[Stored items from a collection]
---

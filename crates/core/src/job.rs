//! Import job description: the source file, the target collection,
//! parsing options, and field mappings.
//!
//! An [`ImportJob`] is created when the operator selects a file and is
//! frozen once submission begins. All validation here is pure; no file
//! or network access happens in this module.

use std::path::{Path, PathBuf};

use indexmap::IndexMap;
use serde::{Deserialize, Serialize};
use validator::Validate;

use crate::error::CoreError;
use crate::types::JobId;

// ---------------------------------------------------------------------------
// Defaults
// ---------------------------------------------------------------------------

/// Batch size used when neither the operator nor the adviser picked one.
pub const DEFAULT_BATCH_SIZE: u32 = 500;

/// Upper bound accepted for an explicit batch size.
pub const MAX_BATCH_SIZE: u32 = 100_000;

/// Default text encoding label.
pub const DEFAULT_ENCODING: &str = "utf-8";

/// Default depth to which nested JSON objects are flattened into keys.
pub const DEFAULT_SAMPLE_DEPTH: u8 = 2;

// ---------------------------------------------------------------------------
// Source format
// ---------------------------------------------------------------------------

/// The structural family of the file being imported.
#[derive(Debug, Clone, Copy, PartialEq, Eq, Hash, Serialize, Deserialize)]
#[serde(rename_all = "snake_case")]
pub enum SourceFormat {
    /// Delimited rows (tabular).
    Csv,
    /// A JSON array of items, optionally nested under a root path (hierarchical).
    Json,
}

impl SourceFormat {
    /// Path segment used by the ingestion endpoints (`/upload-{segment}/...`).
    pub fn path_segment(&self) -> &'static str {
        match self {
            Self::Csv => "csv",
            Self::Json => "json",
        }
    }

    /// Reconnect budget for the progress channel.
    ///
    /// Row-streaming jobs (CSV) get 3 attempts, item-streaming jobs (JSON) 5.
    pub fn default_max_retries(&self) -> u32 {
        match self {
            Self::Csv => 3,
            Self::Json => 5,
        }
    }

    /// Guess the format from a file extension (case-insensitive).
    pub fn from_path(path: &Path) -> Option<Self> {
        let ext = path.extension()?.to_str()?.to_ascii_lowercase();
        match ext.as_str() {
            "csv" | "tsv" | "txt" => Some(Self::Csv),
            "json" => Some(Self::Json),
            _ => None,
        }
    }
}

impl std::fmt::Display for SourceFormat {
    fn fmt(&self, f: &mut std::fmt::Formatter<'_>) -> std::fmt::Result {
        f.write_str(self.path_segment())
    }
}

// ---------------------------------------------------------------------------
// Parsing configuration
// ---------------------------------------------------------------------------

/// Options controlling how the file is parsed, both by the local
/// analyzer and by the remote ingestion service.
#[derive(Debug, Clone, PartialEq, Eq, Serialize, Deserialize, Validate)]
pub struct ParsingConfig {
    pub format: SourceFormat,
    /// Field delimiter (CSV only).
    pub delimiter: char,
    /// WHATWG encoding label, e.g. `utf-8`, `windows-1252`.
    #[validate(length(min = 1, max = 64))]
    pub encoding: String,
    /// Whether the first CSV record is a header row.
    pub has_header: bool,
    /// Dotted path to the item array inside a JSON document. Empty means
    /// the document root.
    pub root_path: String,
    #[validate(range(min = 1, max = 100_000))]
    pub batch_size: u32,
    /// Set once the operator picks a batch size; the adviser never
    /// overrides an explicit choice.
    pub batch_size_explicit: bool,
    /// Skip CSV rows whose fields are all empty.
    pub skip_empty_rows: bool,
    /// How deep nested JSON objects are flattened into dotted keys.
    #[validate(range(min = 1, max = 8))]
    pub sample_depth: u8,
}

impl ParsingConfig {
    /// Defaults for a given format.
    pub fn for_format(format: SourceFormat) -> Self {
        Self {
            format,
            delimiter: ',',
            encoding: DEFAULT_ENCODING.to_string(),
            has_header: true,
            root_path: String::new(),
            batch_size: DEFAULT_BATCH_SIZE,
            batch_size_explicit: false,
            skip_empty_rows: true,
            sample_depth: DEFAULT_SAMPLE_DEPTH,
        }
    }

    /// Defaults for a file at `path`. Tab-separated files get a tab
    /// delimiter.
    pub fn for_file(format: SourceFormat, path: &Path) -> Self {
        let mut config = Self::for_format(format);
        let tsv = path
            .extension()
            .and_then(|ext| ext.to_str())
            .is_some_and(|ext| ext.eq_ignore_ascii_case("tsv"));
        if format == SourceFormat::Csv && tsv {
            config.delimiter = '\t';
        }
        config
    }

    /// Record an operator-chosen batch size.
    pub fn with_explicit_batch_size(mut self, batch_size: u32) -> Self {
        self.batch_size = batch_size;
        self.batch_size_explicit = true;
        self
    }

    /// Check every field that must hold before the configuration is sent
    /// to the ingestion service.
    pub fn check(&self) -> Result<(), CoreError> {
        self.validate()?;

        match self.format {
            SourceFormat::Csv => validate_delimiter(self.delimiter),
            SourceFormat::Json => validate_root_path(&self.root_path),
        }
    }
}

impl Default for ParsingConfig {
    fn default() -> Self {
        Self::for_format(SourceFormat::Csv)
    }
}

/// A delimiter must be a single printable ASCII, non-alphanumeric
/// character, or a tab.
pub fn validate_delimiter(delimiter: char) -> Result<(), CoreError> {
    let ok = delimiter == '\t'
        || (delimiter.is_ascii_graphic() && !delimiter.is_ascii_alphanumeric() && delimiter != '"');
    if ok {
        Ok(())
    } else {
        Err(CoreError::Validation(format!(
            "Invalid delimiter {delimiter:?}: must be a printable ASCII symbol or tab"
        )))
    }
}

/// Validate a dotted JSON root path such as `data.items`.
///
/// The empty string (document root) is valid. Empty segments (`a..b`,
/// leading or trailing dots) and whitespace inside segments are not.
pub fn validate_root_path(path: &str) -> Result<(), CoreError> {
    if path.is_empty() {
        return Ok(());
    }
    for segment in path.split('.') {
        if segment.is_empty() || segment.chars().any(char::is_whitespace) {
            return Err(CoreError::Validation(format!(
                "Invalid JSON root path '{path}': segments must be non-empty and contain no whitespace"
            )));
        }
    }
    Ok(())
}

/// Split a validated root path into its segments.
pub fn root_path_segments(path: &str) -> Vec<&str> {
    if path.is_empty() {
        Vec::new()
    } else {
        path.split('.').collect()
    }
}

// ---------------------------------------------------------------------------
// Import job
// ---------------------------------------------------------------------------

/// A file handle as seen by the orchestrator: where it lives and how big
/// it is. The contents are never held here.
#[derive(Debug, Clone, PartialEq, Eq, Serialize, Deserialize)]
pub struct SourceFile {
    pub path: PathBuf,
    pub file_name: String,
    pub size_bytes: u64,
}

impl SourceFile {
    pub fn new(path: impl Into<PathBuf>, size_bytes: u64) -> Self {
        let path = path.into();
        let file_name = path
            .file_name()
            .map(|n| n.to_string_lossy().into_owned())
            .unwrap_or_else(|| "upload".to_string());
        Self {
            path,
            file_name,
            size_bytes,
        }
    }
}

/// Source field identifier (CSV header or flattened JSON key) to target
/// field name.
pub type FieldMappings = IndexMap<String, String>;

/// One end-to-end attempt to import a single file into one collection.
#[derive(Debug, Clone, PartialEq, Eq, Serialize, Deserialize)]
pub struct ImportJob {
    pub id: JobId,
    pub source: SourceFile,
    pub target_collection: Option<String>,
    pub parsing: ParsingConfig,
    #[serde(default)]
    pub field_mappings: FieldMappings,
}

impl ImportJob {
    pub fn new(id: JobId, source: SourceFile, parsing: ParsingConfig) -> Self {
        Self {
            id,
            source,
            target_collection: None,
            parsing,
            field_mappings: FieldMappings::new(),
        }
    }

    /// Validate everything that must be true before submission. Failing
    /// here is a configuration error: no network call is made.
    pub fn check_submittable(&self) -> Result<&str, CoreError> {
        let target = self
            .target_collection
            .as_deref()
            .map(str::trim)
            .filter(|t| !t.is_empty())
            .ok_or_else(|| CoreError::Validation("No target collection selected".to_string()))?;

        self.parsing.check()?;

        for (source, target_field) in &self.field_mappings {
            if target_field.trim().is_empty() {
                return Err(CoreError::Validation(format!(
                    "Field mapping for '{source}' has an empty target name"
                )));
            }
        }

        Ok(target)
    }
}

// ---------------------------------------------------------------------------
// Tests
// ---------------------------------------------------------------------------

---

• [Work instruction] Answer with a single number: the count of lines above that contain the string "Defaults".

• [Written solution] 3